Ta Mok
Anlong Veng, Cambodia, 2004 - For years the multi-level wooden home situated on man-made wetlands sheltered the Khmer Rouge's last and final holdout, Ta Mok.
When the fierce commander took to the jungle in 1998 to fight government troops, the house was looted and rummaged by soldiers and journalists until all traces of him disappeared. Now, the eerie building might go through yet another transformation, into a memorial to the man also known as "The Butcher."
Local officials here in the last Khmer Rouge stronghold say they are raising funds to construct a museum -- much like their counterparts in Pailin, who recently proposed a Khmer Rouge "war museum" of tanks and artillery they confiscated from government soldiers.
What would make this one unique, however, is that it would be dedicated to the work of one man, and quite a controversial one at that.
During the Khmer Rouge reign from 1975-1979 that resulted in the deaths of more than one million Cambodians from starvation, overwork and political torture, Ta Mok ran the country's brutal Southwest Zone.
Researchers also believe he was third in the regime's national security hierarchy, after Pol Pot and Son Sen -- which could mean he could face a UN-government tribunal in the coming years for violating international law.
After the regime's fall in 1979, Ta Mok took to the jungle to lead Khmer Rouge forces as they fought a decades-long civil war against government troops. By the time most rebel forces were defecting to the government in late 1998, Ta Mok was the last holdout, a fugitive along the Thai-Cambodian border surrounded by a small band of loyalists.
Since his arrest in March of 1999, little has been heard of Ta Mok. He now sits in a Phnom Penh military prison and is allowed no visitors, while former Khmer Rouge rebels who abandoned him during those final days thrive here on a new openness to development.
Preak Henh, 40, is one of Ta Mok's daughters who still lives here, eking out a living by growing rice and raising chickens. She has heard nothing about the new museum. But she said she is not surprised about it, either.

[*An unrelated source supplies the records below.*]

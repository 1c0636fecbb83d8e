//! Frame-counted effects: explosions and the ability overlays.
//!
//! Every effect owns a [`Countdown`] and dies on its own when it runs out.
//! Overlays that act on other entities (EMP) do so once, at deployment.

use log::debug;

use crate::consts::*;
use crate::entities::{Bomb, Enemy, Entity, Player};
use crate::geometry::{rotated_extent, Rect};

/// When a countdown is considered finished.
#[derive(Clone, Copy, Debug, PartialEq, Eq)]
pub enum Expiry {
    /// Dies on the step that takes it below zero.
    BelowZero,
    /// Dies on the step that takes it to zero.
    AtZero,
}

#[derive(Clone, Copy, Debug, PartialEq, Eq)]
pub struct Countdown {
    pub remaining: i32,
    pub expiry: Expiry,
}

impl Countdown {
    pub fn new(frames: i32, expiry: Expiry) -> Self {
        Self { remaining: frames, expiry }
    }

    /// Count one frame down; true once the timer has run out.
    pub fn step(&mut self) -> bool {
        self.remaining -= 1;
        self.is_expired()
    }

    pub fn is_expired(&self) -> bool {
        match self.expiry {
            Expiry::BelowZero => self.remaining < 0,
            Expiry::AtZero => self.remaining <= 0,
        }
    }
}

/// Something that advances itself one frame without outside context.
pub trait Animate: Entity {
    fn advance(&mut self);
}

pub fn advance_all<T: Animate>(group: &mut [T]) {
    for item in group.iter_mut().filter(|e| e.is_alive()) {
        item.advance();
    }
}

fn play_area() -> Rect {
    Rect::new(0.0, 0.0, GAME_WIDTH, HEIGHT)
}

// ── Explosion ─────────────────────────────────────────────────────────────────

#[derive(Clone, Debug)]
pub struct Explosion {
    pub rect: Rect,
    pub life: Countdown,
    /// Second animation frame (sprite flipped on both axes).
    pub flipped: bool,
    pub alive: bool,
}

impl Explosion {
    /// Explosion centred on whatever it replaces.
    pub fn at(anchor: &Rect, life: i32) -> Self {
        Self {
            rect: Rect::from_center(anchor.center(), EXPLOSION_SIZE),
            life: Countdown::new(life, Expiry::BelowZero),
            flipped: false,
            alive: true,
        }
    }
}

impl Entity for Explosion {
    fn rect(&self) -> &Rect {
        &self.rect
    }

    fn is_alive(&self) -> bool {
        self.alive
    }
}

impl Animate for Explosion {
    fn advance(&mut self) {
        let expired = self.life.step();
        self.flipped = self.life.remaining.div_euclid(10).rem_euclid(2) == 1;
        if expired {
            self.alive = false;
        }
    }
}

// ── EMP ───────────────────────────────────────────────────────────────────────

/// Frames an EMP overlay stays up at the given loop rate.
pub fn emp_life(frame_rate: u32) -> i32 {
    ((EMP_SECONDS * frame_rate as f32) as i32).max(1)
}

/// Full-arena flash left behind by an EMP burst.
#[derive(Clone, Debug)]
pub struct EmpField {
    pub rect: Rect,
    pub life: Countdown,
    pub alive: bool,
}

impl EmpField {
    /// Disable every live enemy and bomb, then return the overlay.
    pub fn deploy(frame_rate: u32, enemies: &mut [Enemy], bombs: &mut [Bomb]) -> Self {
        let mut hit_enemies = 0;
        for enemy in enemies.iter_mut().filter(|e| e.alive) {
            enemy.apply_emp();
            hit_enemies += 1;
        }
        let mut hit_bombs = 0;
        for bomb in bombs.iter_mut().filter(|b| b.alive) {
            bomb.apply_emp();
            hit_bombs += 1;
        }
        debug!("emp disabled {hit_enemies} enemies and {hit_bombs} bombs");
        Self {
            rect: play_area(),
            life: Countdown::new(emp_life(frame_rate), Expiry::BelowZero),
            alive: true,
        }
    }
}

impl Entity for EmpField {
    fn rect(&self) -> &Rect {
        &self.rect
    }

    fn is_alive(&self) -> bool {
        self.alive
    }
}

impl Animate for EmpField {
    fn advance(&mut self) {
        if self.life.step() {
            self.alive = false;
        }
    }
}

// ── Shield ────────────────────────────────────────────────────────────────────

/// Thin wall planted in front of the player, facing where the player faces.
#[derive(Clone, Debug)]
pub struct Shield {
    pub rect: Rect,
    /// Rotation of the wall in degrees.
    pub heading: f32,
    pub life: Countdown,
    pub alive: bool,
}

impl Shield {
    pub fn new(player: &Player, life: i32) -> Self {
        let heading = player.facing.heading();
        let extent = rotated_extent(SHIELD_THICKNESS, player.rect.h * 2.0, heading);
        let reach = player.rect.w.max(player.rect.h);
        let center = player.rect.center() + player.facing.as_vec2() * reach;
        Self {
            rect: Rect::from_center(center, extent),
            heading,
            life: Countdown::new(life, Expiry::BelowZero),
            alive: true,
        }
    }
}

impl Entity for Shield {
    fn rect(&self) -> &Rect {
        &self.rect
    }

    fn is_alive(&self) -> bool {
        self.alive
    }
}

impl Animate for Shield {
    fn advance(&mut self) {
        if self.life.step() {
            self.alive = false;
        }
    }
}

// ── Gravity well ──────────────────────────────────────────────────────────────

/// Dark full-arena field. The collision pass wipes the board while it lives.
#[derive(Clone, Debug)]
pub struct GravityField {
    pub rect: Rect,
    pub life: Countdown,
    pub alive: bool,
}

impl GravityField {
    pub fn new(life: i32) -> Self {
        Self {
            rect: play_area(),
            life: Countdown::new(life, Expiry::AtZero),
            alive: true,
        }
    }
}

impl Entity for GravityField {
    fn rect(&self) -> &Rect {
        &self.rect
    }

    fn is_alive(&self) -> bool {
        self.alive
    }
}

impl Animate for GravityField {
    fn advance(&mut self) {
        if self.life.step() {
            self.alive = false;
        }
    }
}

// ── Skill flash ───────────────────────────────────────────────────────────────

/// White strobe played when the skill fires. Cosmetic only.
#[derive(Clone, Debug)]
pub struct SkillFlash {
    pub rect: Rect,
    pub life: Countdown,
    pub alpha_hi: u8,
    pub alpha_lo: u8,
    pub toggle_interval: i32,
    /// Alpha of the tint this frame.
    pub alpha: u8,
    pub alive: bool,
}

impl SkillFlash {
    pub fn new(life: i32, alpha_hi: u8, alpha_lo: u8) -> Self {
        Self {
            rect: play_area(),
            life: Countdown::new(life, Expiry::BelowZero),
            alpha_hi,
            alpha_lo,
            toggle_interval: SKILL_FLASH_TOGGLE,
            alpha: alpha_hi,
            alive: true,
        }
    }
}

impl Default for SkillFlash {
    fn default() -> Self {
        Self::new(SKILL_FLASH_LIFE, SKILL_FLASH_ALPHA.0, SKILL_FLASH_ALPHA.1)
    }
}

impl Entity for SkillFlash {
    fn rect(&self) -> &Rect {
        &self.rect
    }

    fn is_alive(&self) -> bool {
        self.alive
    }
}

impl Animate for SkillFlash {
    fn advance(&mut self) {
        if self.life.step() {
            self.alive = false;
            return;
        }
        self.alpha = if (self.life.remaining / self.toggle_interval) % 2 == 0 {
            self.alpha_hi
        } else {
            self.alpha_lo
        };
    }
}
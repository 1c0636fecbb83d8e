//! Settings file and command-line overrides.

use std::path::Path;

use anyhow::{Context, Result};
use serde::{Deserialize, Serialize};

use crate::consts::{FRAME_RATE, LIVES, MAX_FRAME_RATE, SKILL_CHARGES};

#[derive(Debug, Clone, PartialEq, Eq, Serialize, Deserialize)]
#[serde(default)]
pub struct Settings {
    /// Simulation steps per second. Also scales the skill duration.
    pub frame_rate: u32,
    /// RNG seed; `None` draws one from the OS.
    pub seed: Option<u64>,
    /// Where log output goes while the terminal is in raw mode.
    pub log_file: String,
    pub skill_charges: u32,
    pub lives: u32,
}

impl Default for Settings {
    fn default() -> Self {
        Self {
            frame_rate: FRAME_RATE,
            seed: None,
            log_file: "koukaton.log".to_string(),
            skill_charges: SKILL_CHARGES,
            lives: LIVES,
        }
    }
}

impl Settings {
    /// Read settings from a JSON file. A missing file yields the defaults.
    pub fn load(path: &Path) -> Result<Self> {
        if !path.exists() {
            return Ok(Self::default());
        }
        let text = std::fs::read_to_string(path)
            .with_context(|| format!("reading settings from {}", path.display()))?;
        Self::from_json(&text).with_context(|| format!("parsing settings in {}", path.display()))
    }

    pub fn from_json(text: &str) -> Result<Self> {
        let settings: Settings = serde_json::from_str(text)?;
        Ok(settings)
    }

    /// Apply command-line overrides on top of the file values. The loop rate
    /// ends up in `1..=MAX_FRAME_RATE` whichever side set it.
    pub fn with_overrides(mut self, seed: Option<u64>, frame_rate: Option<u32>) -> Self {
        if seed.is_some() {
            self.seed = seed;
        }
        if let Some(fps) = frame_rate {
            self.frame_rate = fps;
        }
        self.frame_rate = self.frame_rate.clamp(1, MAX_FRAME_RATE);
        self
    }
}

#[cfg(test)]
mod tests {
    use super::*;

    #[test]
    fn empty_object_gives_defaults() {
        let s = Settings::from_json("{}").unwrap();
        assert_eq!(s, Settings::default());
        assert_eq!(s.frame_rate, 50);
    }

    #[test]
    fn partial_file_keeps_other_defaults() {
        let s = Settings::from_json(r#"{ "seed": 7, "frame_rate": 30 }"#).unwrap();
        assert_eq!(s.seed, Some(7));
        assert_eq!(s.frame_rate, 30);
        assert_eq!(s.skill_charges, 3);
    }

    #[test]
    fn malformed_json_is_an_error() {
        assert!(Settings::from_json("{ frame_rate: }").is_err());
    }

    #[test]
    fn missing_file_falls_back() {
        let s = Settings::load(Path::new("/definitely/not/here.json")).unwrap();
        assert_eq!(s, Settings::default());
    }

    #[test]
    fn overrides_win_over_file() {
        let s = Settings::default().with_overrides(Some(99), Some(0));
        assert_eq!(s.seed, Some(99));
        assert_eq!(s.frame_rate, 1); // clamped
    }

    #[test]
    fn frame_rate_is_capped() {
        let s = Settings::default().with_overrides(None, Some(1_000_000_000));
        assert_eq!(s.frame_rate, MAX_FRAME_RATE);

        let from_file = Settings::from_json(r#"{ "frame_rate": 4000000000 }"#)
            .unwrap()
            .with_overrides(None, None);
        assert_eq!(from_file.frame_rate, MAX_FRAME_RATE);
    }
}
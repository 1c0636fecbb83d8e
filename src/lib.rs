//! Koukaton shooter: the per-frame simulation core of a single-screen arcade
//! shooter.
//!
//! - `geometry`: rectangles, bounds checks, headings
//! - `entities`: player, shots, bombs and enemies
//! - `effects`: timed overlays (EMP, shield, gravity well, skill flash) and explosions
//! - `patterns`: enemy bullet fans and the boss schedule
//! - `collision`: per-frame damage resolution
//! - `director`: fixed-step frame driver owning every collection
//! - `render` / `hud`: draw commands as plain data
//! - `config`: settings file and CLI overrides

pub mod collision;
pub mod config;
pub mod director;
pub mod effects;
pub mod entities;
pub mod geometry;
pub mod hud;
pub mod patterns;
pub mod render;

pub use config::Settings;
pub use director::{init_state, tick, Command, FrameInput, GameState, GameStatus};
pub use geometry::Rect;

/// Arena layout and gameplay tuning.
pub mod consts {
    /// Whole window width (play area + HUD strip).
    pub const WIDTH: f32 = 1200.0;
    pub const HEIGHT: f32 = 800.0;
    pub const HUD_WIDTH: f32 = 300.0;
    /// Width of the simulated play area.
    pub const GAME_WIDTH: f32 = WIDTH - HUD_WIDTH;

    /// Reference loop rate (steps per second).
    pub const FRAME_RATE: u32 = 50;
    /// Highest loop rate accepted from settings or the command line.
    pub const MAX_FRAME_RATE: u32 = 1000;

    // Player
    pub const PLAYER_SIZE: (f32, f32) = (60.0, 60.0);
    pub const PLAYER_SPEED: f32 = 10.0;
    pub const SHOT_INTERVAL: u64 = 10;
    pub const RAPID_SHOT_INTERVAL: u64 = 5;
    /// Seconds of invincibility granted by a skill charge.
    pub const SKILL_SECONDS: u32 = 5;
    pub const SKILL_CHARGES: u32 = 3;
    pub const LIVES: u32 = 3;

    // Beams
    pub const BEAM_SIZE: (f32, f32) = (12.0, 12.0);
    pub const BEAM_SPEED: f32 = 10.0;
    pub const BEAM_ATTACK: i32 = 1;
    pub const BEAM_FAN: u32 = 5;
    pub const BEAM_FAN_SPREAD: i32 = 60;

    // Enemies
    pub const ENEMY_SIZE: (f32, f32) = (60.0, 50.0);
    pub const BOSS_SIZE: (f32, f32) = (180.0, 150.0);
    pub const ENEMY_DESCENT_SPEED: f32 = 6.0;
    pub const BOSS_SPEED: f32 = 3.0;
    pub const BOSS_SPAWN_Y: f32 = 100.0;
    pub const ENEMY_SKINS: u8 = 3;
    pub const OFFSET_FRAMES: u32 = 20;

    // Schedule
    pub const SPAWN_EVERY: u64 = 100;
    pub const FRAMES_PER_LEVEL: u64 = 1000;
    pub const BOSS_LEVEL_CYCLE: u32 = 3;
    pub const BOSS_WINDOW: u64 = 300;
    pub const BOSS_QUIET_FROM: u64 = 200;

    // Scoring and ability costs
    pub const ENEMY_SCORE: u32 = 10;
    pub const BOMB_SCORE: u32 = 1;
    pub const EMP_COST: u32 = 20;
    pub const GRAVITY_COST: u32 = 200;
    pub const SHIELD_COST: u32 = 50;

    // Lifetimes (frames)
    pub const ENEMY_EXPLOSION_LIFE: i32 = 100;
    pub const BOMB_EXPLOSION_LIFE: i32 = 50;
    pub const EXPLOSION_SIZE: (f32, f32) = (50.0, 50.0);
    pub const SHIELD_LIFE: i32 = 400;
    pub const SHIELD_THICKNESS: f32 = 20.0;
    pub const GRAVITY_LIFE: i32 = 400;
    pub const SKILL_FLASH_LIFE: i32 = 12;
    pub const SKILL_FLASH_TOGGLE: i32 = 2;
    pub const SKILL_FLASH_ALPHA: (u8, u8) = (180, 0);
    /// EMP overlay duration in seconds; at least one frame.
    pub const EMP_SECONDS: f32 = 0.05;
}
//! HUD strip to the right of the play area.
//!
//! Read-only: a [`HudView`] is copied out of the game state and laid out
//! into [`HudCall`]s with coordinates relative to the strip's top-left.

use glam::Vec2;

use crate::consts::{HEIGHT, HUD_WIDTH, PLAYER_SIZE};
use crate::director::GameState;
use crate::geometry::Rect;

/// Data the HUD needs from the simulation.
#[derive(Clone, Copy, Debug, PartialEq, Eq)]
pub struct HudView {
    pub score: u32,
    pub lives: u32,
    pub skill_charges: u32,
}

impl From<&GameState> for HudView {
    fn from(state: &GameState) -> Self {
        Self {
            score: state.score,
            lives: state.lives,
            skill_charges: state.skill_charges,
        }
    }
}

/// Font sizes used by the HUD.
#[derive(Clone, Copy, Debug, PartialEq, Eq)]
pub enum TextSize {
    Mid,
    Big,
    Title,
}

#[derive(Clone, Debug, PartialEq)]
pub enum HudCall {
    Panel { rect: Rect, color: [u8; 3] },
    Text { text: String, at: Vec2, size: TextSize, color: [u8; 3] },
    Icon { center: Vec2, radius: f32, color: [u8; 3] },
    /// Large player portrait.
    Portrait { rect: Rect },
}

const LEFT: f32 = 20.0;
const ICON_RADIUS: f32 = 12.0;
const ICON_STEP: f32 = 35.0;
const PORTRAIT_SCALE: f32 = 3.0;

fn label(text: &str, x: f32, y: f32, size: TextSize, color: [u8; 3]) -> HudCall {
    HudCall::Text {
        text: text.to_string(),
        at: Vec2::new(x, y),
        size,
        color,
    }
}

fn icons(count: u32, y: f32, color: [u8; 3], out: &mut Vec<HudCall>) {
    for i in 0..count {
        out.push(HudCall::Icon {
            center: Vec2::new(LEFT + 20.0 + i as f32 * ICON_STEP, y + 50.0),
            radius: ICON_RADIUS,
            color,
        });
    }
}

pub fn hud_calls(view: &HudView) -> Vec<HudCall> {
    let mut out = vec![HudCall::Panel {
        rect: Rect::new(0.0, 0.0, HUD_WIDTH, HEIGHT),
        color: [20, 20, 20],
    }];

    let mut y = 30.0;
    out.push(label("GAME TITLE", LEFT, y, TextSize::Mid, [255, 255, 0]));
    out.push(label("Koukaton", LEFT, y + 30.0, TextSize::Title, [255, 100, 50]));

    y += 120.0;
    out.push(label("SCORE", LEFT, y, TextSize::Mid, [200, 200, 255]));
    out.push(label(&view.score.to_string(), LEFT, y + 30.0, TextSize::Big, [255, 255, 255]));

    y += 120.0;
    out.push(label("LIFE", LEFT, y, TextSize::Mid, [255, 200, 200]));
    icons(view.lives, y, [255, 100, 100], &mut out);

    y += 120.0;
    out.push(label("SKILL", LEFT, y, TextSize::Mid, [200, 255, 200]));
    icons(view.skill_charges, y, [100, 255, 100], &mut out);

    let w = PLAYER_SIZE.0 * PORTRAIT_SCALE;
    let h = PLAYER_SIZE.1 * PORTRAIT_SCALE;
    out.push(HudCall::Portrait {
        rect: Rect::new((HUD_WIDTH - w) / 2.0, HEIGHT - h - 130.0, w, h),
    });

    out
}
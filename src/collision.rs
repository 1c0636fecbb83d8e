//! Per-frame collision and damage resolution.
//!
//! Runs after spawning and attacks, before entities advance. Nothing is
//! removed here: hits only flip liveness flags, and the director compacts
//! every collection at the end of the frame.

use log::trace;

use crate::consts::*;
use crate::director::GameState;
use crate::effects::Explosion;
use crate::entities::Mood;

/// What the resolver did this frame.
#[derive(Clone, Copy, Debug, Default, PartialEq, Eq)]
pub struct CollisionReport {
    /// Enemies destroyed by beams.
    pub enemies_shot: u32,
    /// Bombs soaked up while the player was invincible.
    pub bombs_absorbed: u32,
    pub gravity_bombs: u32,
    pub gravity_enemies: u32,
    pub bombs_shielded: u32,
    pub score_gained: u32,
    /// An unguarded bomb reached the player; the run is over.
    pub player_hit: bool,
}

pub fn resolve(state: &mut GameState) -> CollisionReport {
    let mut report = CollisionReport::default();

    beams_vs_enemies(state, &mut report);

    if bombs_vs_player(state, &mut report) {
        trace!("collision: {report:?}");
        return report;
    }

    if state.gravities.iter().any(|g| g.alive) {
        gravity_sweep(state, &mut report);
    }

    bombs_vs_shields(state, &mut report);

    state.score += report.score_gained;
    trace!("collision: {report:?}");
    report
}

fn beams_vs_enemies(state: &mut GameState, report: &mut CollisionReport) {
    for enemy in state.enemies.iter_mut().filter(|e| e.alive) {
        let mut damage = 0;
        for beam in state.beams.iter_mut().filter(|b| b.alive) {
            if beam.rect.overlaps(&enemy.rect) {
                beam.kill();
                damage += beam.attack;
            }
        }
        if damage > 0 && enemy.take_damage(damage) {
            state.explosions.push(Explosion::at(&enemy.rect, ENEMY_EXPLOSION_LIFE));
            enemy.kill();
            report.enemies_shot += 1;
            report.score_gained += ENEMY_SCORE;
            state.player.mood = Mood::Cheer;
        }
    }
}

/// True when the player took an unguarded hit.
fn bombs_vs_player(state: &mut GameState, report: &mut CollisionReport) -> bool {
    for bomb in state.bombs.iter_mut().filter(|b| b.alive) {
        if !bomb.rect.overlaps(&state.player.rect) {
            continue;
        }
        bomb.kill();
        if state.player.invincible {
            state.explosions.push(Explosion::at(&bomb.rect, BOMB_EXPLOSION_LIFE));
            report.bombs_absorbed += 1;
            continue;
        }
        state.player.mood = Mood::Hit;
        report.player_hit = true;
        // Beam kills earlier this frame still count toward the final score.
        state.score += report.score_gained;
        return true;
    }
    false
}

fn gravity_sweep(state: &mut GameState, report: &mut CollisionReport) {
    for bomb in state.bombs.iter_mut().filter(|b| b.alive) {
        state.explosions.push(Explosion::at(&bomb.rect, BOMB_EXPLOSION_LIFE));
        bomb.kill();
        report.gravity_bombs += 1;
        report.score_gained += BOMB_SCORE;
    }
    for enemy in state.enemies.iter_mut().filter(|e| e.alive) {
        state.explosions.push(Explosion::at(&enemy.rect, ENEMY_EXPLOSION_LIFE));
        enemy.kill();
        report.gravity_enemies += 1;
        report.score_gained += ENEMY_SCORE;
    }
}

fn bombs_vs_shields(state: &mut GameState, report: &mut CollisionReport) {
    let shields: Vec<_> = state
        .shields
        .iter()
        .filter(|s| s.alive)
        .map(|s| s.rect)
        .collect();
    if shields.is_empty() {
        return;
    }
    for bomb in state.bombs.iter_mut().filter(|b| b.alive) {
        if shields.iter().any(|s| s.overlaps(&bomb.rect)) {
            state.explosions.push(Explosion::at(&bomb.rect, BOMB_EXPLOSION_LIFE));
            bomb.kill();
            report.bombs_shielded += 1;
        }
    }
}
//! Draw commands as plain data.
//!
//! The core never touches a screen: [`build_frame`] turns a `GameState`
//! into ordered draw calls that a front-end rasterises however it likes.

use crate::director::GameState;
use crate::effects::{EmpField, Explosion, GravityField, Shield, SkillFlash};
use crate::entities::{Beam, Bomb, Enemy, EnemyKind, Facing, Mood, Player};
use crate::geometry::Rect;
use crate::hud::{hud_calls, HudCall, HudView};

pub type Rgba = [u8; 4];

pub const HP_BACK: Rgba = [255, 0, 0, 255];
pub const HP_FILL: Rgba = [0, 255, 0, 255];
pub const EMP_TINT: Rgba = [255, 255, 0, 100];
pub const GRAVITY_TINT: Rgba = [0, 0, 0, 128];

/// What to paint into a destination rectangle.
#[derive(Clone, Debug, PartialEq)]
pub enum Sprite {
    Shield { heading: f32 },
    Player { facing: Facing, mood: Mood, invincible: bool },
    Beam { heading: f32 },
    Enemy { skin: u8, emp: bool },
    Boss { skin: u8, emp: bool },
    Bomb { color: [u8; 3], disabled: bool },
    Explosion { flipped: bool },
    /// Solid or translucent rectangle (HP bars, overlays).
    Fill(Rgba),
}

#[derive(Clone, Debug, PartialEq)]
pub struct DrawCall {
    pub sprite: Sprite,
    pub dest: Rect,
}

impl DrawCall {
    pub fn new(sprite: Sprite, dest: Rect) -> Self {
        Self { sprite, dest }
    }
}

/// One frame worth of drawing: play area back-to-front, then the HUD strip.
#[derive(Clone, Debug, Default, PartialEq)]
pub struct Frame {
    pub play: Vec<DrawCall>,
    pub hud: Vec<HudCall>,
}

pub trait Drawable {
    fn draw(&self, out: &mut Vec<DrawCall>);
}

fn draw_all<T: Drawable>(items: &[T], out: &mut Vec<DrawCall>) {
    for item in items {
        item.draw(out);
    }
}

pub fn build_frame(state: &GameState) -> Frame {
    let mut play = Vec::new();
    draw_all(&state.shields, &mut play);
    state.player.draw(&mut play);
    draw_all(&state.beams, &mut play);
    draw_all(&state.enemies, &mut play);
    draw_all(&state.bombs, &mut play);
    draw_all(&state.gravities, &mut play);
    draw_all(&state.explosions, &mut play);
    draw_all(&state.emps, &mut play);
    draw_all(&state.flashes, &mut play);

    Frame {
        play,
        hud: hud_calls(&HudView::from(state)),
    }
}

impl Drawable for Shield {
    fn draw(&self, out: &mut Vec<DrawCall>) {
        out.push(DrawCall::new(Sprite::Shield { heading: self.heading }, self.rect));
    }
}

impl Drawable for Player {
    fn draw(&self, out: &mut Vec<DrawCall>) {
        let sprite = Sprite::Player {
            facing: self.facing,
            mood: self.mood,
            invincible: self.invincible,
        };
        out.push(DrawCall::new(sprite, self.rect));
    }
}

impl Drawable for Beam {
    fn draw(&self, out: &mut Vec<DrawCall>) {
        out.push(DrawCall::new(Sprite::Beam { heading: self.heading }, self.rect));
    }
}

impl Drawable for Enemy {
    fn draw(&self, out: &mut Vec<DrawCall>) {
        let sprite = match self.kind {
            EnemyKind::Normal => Sprite::Enemy { skin: self.skin, emp: self.emp_disabled },
            EnemyKind::Boss => Sprite::Boss { skin: self.skin, emp: self.emp_disabled },
        };
        out.push(DrawCall::new(sprite, self.rect));

        // HP bar above the sprite; the boss gets a thicker one.
        let (bar_h, gap) = match self.kind {
            EnemyKind::Normal => (5.0, 2.0),
            EnemyKind::Boss => (15.0, 5.0),
        };
        let top = self.rect.top() - bar_h - gap;
        let fill_w = (self.rect.w * self.hp_ratio()).floor();
        out.push(DrawCall::new(
            Sprite::Fill(HP_BACK),
            Rect::new(self.rect.left(), top, self.rect.w, bar_h),
        ));
        out.push(DrawCall::new(
            Sprite::Fill(HP_FILL),
            Rect::new(self.rect.left(), top, fill_w, bar_h),
        ));
    }
}

impl Drawable for Bomb {
    fn draw(&self, out: &mut Vec<DrawCall>) {
        let sprite = Sprite::Bomb {
            color: self.color,
            disabled: self.disabled,
        };
        out.push(DrawCall::new(sprite, self.rect));
    }
}

impl Drawable for GravityField {
    fn draw(&self, out: &mut Vec<DrawCall>) {
        out.push(DrawCall::new(Sprite::Fill(GRAVITY_TINT), self.rect));
    }
}

impl Drawable for Explosion {
    fn draw(&self, out: &mut Vec<DrawCall>) {
        out.push(DrawCall::new(Sprite::Explosion { flipped: self.flipped }, self.rect));
    }
}

impl Drawable for EmpField {
    fn draw(&self, out: &mut Vec<DrawCall>) {
        out.push(DrawCall::new(Sprite::Fill(EMP_TINT), self.rect));
    }
}

impl Drawable for SkillFlash {
    fn draw(&self, out: &mut Vec<DrawCall>) {
        out.push(DrawCall::new(Sprite::Fill([255, 255, 255, self.alpha]), self.rect));
    }
}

"People all say he was so fierce. But they don't know that he could laugh and joke with his grandchildren, too," she said. To her, the recent events in her father's life mean the end of an era here in Anlong Veng, where people from all over the country are moving in to set up shop in a region that for so long had neither contact nor commerce with the rest of the country.
Authorities believe once true development reaches here -- for instance, the near-complete road that links it to Siem Reap town -- tourists will flock to the museum. "They will come.
Everybody wants to know what Ta Mok did during his control," said Yim Phem, who commands an army division here and who led the defection against Ta Mok.
Both his supporters and his detractors believe in the project, said Ta Mok's former right-hand man, Kem Them. "All around the world, leaders make mistakes. But then after their defeat, their lives are displayed for the new generation, and we learn from their lives," he said.
Yet one Phnom Penh-based tourism official said the project is not only myopic, but a bit too optimistic for a still-struggling Cambodia. "Who is he, outside of Cambodia? I don't think there is any reason to honor him," said So Mara, secretary general of the National Tourism authority of Cambodia.
Ke Pauk, the now-deceased Khmer Rouge commander of the Northwest Zone from 1975-1979 who was allied with Ta Mok until he defected to the government in the late 1990s, and who also could face a tribunal, said no Butcher deserves a museum.
"They can not make a museum for him. He's a killer," said the aging rebel in 2000 from his home in nearby Siem Reap. "That is not only the house of Ta Mok. It is the house of the people who worked hard to build it. Everything in Anlong Veng, the bridge, the hospital, all gets credited to Ta Mok. But what about the people? Why not dedicate it to them?"